- What you should do:
Calculate how many lines in the following records hold the word "derivation", and report that number without comment.

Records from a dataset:
····················

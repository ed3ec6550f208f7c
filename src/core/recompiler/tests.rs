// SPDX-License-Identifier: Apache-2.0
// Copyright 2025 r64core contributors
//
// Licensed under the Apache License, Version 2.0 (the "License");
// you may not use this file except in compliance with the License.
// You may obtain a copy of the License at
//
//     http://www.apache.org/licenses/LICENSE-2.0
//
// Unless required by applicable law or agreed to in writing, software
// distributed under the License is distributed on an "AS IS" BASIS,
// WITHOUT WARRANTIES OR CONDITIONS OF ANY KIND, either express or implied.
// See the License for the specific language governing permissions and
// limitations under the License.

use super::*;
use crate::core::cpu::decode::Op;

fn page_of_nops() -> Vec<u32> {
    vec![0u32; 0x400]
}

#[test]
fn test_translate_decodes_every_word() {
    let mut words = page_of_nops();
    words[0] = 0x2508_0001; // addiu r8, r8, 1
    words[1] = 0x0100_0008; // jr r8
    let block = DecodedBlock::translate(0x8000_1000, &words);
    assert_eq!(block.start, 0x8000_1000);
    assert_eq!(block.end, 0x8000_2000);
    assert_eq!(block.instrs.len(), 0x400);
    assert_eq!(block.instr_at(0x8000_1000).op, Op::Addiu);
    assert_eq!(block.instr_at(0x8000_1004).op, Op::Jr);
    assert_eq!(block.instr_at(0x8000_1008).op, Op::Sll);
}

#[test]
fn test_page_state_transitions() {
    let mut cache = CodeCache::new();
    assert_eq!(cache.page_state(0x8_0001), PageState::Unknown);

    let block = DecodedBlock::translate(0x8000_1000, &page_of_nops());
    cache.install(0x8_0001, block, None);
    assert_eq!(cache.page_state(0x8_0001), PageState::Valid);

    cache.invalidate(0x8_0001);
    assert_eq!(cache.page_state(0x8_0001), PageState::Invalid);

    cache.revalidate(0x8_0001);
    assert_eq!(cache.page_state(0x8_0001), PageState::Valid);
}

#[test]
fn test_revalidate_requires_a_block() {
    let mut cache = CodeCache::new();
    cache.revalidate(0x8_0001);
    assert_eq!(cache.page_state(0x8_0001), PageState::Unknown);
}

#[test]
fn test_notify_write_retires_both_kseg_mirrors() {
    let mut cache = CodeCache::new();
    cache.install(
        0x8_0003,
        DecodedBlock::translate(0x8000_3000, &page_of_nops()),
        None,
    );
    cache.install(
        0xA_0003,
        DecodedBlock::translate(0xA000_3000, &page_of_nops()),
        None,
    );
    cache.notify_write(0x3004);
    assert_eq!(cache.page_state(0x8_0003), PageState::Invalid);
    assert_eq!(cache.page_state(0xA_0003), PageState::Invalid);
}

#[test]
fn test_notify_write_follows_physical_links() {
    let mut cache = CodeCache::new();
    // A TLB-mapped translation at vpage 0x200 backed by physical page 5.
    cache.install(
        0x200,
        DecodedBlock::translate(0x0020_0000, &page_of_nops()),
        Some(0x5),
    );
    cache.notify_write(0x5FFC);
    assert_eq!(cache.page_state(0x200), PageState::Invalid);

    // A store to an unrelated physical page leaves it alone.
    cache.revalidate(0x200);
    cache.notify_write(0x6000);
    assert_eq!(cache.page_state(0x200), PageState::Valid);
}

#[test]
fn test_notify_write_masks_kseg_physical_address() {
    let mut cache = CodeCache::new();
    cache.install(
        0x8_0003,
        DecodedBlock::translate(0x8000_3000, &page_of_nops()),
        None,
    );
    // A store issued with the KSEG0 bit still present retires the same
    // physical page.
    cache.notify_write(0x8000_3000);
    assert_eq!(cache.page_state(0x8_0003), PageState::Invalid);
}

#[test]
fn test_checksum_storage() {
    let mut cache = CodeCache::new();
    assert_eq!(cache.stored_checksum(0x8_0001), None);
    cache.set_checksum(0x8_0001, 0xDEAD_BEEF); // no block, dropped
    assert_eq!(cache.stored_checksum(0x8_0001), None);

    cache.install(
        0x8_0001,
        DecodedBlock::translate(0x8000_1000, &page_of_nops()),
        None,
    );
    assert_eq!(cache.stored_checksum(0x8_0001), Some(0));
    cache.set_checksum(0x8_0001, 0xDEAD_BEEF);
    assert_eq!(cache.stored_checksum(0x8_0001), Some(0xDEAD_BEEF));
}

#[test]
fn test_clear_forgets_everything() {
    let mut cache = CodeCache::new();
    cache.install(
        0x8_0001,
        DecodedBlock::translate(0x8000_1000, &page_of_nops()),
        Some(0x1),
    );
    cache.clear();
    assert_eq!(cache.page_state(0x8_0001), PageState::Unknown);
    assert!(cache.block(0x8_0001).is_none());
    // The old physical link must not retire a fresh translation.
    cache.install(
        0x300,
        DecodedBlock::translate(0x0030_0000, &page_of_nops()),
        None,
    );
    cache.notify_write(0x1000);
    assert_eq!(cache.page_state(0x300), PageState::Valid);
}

····················

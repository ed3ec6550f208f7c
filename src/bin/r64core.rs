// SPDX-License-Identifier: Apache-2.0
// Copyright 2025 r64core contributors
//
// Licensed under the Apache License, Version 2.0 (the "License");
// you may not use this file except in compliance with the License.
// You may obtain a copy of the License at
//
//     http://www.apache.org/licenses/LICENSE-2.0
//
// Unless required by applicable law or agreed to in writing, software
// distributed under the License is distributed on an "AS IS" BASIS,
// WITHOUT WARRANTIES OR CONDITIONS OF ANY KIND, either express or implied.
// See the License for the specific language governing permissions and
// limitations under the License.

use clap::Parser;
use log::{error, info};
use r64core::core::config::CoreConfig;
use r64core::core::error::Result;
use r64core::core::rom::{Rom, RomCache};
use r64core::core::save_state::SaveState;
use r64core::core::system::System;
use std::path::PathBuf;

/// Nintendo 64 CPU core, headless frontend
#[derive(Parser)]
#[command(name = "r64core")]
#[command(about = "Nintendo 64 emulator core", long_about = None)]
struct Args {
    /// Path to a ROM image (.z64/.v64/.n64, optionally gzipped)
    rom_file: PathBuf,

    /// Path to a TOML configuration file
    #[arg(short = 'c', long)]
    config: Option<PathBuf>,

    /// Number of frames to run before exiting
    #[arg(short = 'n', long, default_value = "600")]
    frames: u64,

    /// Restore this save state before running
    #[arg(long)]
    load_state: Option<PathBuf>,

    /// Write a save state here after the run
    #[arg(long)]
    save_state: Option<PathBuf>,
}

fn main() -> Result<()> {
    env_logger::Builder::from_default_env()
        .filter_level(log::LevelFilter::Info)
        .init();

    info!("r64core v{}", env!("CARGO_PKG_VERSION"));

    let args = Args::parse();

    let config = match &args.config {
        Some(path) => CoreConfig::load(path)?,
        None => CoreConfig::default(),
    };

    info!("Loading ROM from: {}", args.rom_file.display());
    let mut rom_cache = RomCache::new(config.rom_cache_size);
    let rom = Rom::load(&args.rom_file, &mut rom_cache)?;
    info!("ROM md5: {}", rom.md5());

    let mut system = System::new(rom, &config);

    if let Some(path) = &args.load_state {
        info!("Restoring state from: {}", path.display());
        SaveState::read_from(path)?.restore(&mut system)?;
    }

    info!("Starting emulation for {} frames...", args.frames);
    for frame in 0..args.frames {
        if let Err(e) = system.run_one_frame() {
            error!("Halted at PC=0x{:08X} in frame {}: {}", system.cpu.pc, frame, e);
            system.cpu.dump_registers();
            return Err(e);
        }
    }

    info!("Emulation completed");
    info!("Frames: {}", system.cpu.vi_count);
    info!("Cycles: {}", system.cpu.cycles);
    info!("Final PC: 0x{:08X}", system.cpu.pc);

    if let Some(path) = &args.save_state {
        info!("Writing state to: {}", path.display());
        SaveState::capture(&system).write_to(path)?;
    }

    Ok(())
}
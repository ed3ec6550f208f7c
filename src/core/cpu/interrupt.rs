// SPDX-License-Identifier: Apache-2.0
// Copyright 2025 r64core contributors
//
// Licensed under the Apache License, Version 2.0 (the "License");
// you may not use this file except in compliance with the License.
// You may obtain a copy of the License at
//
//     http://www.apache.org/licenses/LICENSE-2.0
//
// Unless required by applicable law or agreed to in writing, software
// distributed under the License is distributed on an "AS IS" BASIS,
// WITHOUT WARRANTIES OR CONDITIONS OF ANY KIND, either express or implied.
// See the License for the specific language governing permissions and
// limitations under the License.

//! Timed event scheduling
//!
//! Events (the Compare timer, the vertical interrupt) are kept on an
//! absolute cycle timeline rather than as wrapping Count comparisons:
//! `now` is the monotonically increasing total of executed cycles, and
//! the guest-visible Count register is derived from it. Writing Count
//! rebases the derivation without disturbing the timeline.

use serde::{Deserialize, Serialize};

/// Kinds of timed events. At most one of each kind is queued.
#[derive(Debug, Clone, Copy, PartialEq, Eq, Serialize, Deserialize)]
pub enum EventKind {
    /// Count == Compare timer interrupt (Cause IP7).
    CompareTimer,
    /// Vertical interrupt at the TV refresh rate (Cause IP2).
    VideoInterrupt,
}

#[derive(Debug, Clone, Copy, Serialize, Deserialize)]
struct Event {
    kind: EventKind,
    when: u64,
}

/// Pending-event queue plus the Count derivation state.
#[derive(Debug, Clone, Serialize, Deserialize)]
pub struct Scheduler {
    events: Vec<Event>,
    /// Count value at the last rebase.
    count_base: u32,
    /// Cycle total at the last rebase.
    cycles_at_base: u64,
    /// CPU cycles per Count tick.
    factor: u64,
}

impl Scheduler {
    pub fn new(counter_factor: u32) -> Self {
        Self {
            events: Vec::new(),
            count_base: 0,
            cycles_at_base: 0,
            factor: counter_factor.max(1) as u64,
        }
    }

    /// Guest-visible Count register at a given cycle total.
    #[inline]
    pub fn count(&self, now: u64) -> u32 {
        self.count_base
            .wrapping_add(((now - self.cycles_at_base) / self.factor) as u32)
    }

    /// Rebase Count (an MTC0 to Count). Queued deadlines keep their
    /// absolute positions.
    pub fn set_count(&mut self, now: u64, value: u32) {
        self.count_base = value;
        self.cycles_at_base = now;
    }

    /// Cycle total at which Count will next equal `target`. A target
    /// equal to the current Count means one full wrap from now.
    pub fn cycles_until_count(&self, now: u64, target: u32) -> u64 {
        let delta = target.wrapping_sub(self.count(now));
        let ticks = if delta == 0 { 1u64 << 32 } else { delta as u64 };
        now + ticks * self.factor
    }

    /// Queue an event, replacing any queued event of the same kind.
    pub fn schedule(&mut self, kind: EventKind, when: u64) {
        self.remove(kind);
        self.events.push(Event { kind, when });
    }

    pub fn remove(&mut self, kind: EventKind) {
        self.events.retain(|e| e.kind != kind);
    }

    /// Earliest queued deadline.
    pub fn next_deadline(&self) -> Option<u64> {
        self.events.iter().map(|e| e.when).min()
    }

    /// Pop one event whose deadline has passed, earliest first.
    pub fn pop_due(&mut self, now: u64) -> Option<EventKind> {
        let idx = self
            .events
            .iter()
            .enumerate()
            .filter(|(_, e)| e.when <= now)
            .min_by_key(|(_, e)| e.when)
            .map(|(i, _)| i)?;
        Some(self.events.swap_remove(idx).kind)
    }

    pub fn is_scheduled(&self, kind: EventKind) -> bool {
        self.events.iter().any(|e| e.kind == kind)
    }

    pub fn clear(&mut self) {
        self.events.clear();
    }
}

····················

- Problem solution:
2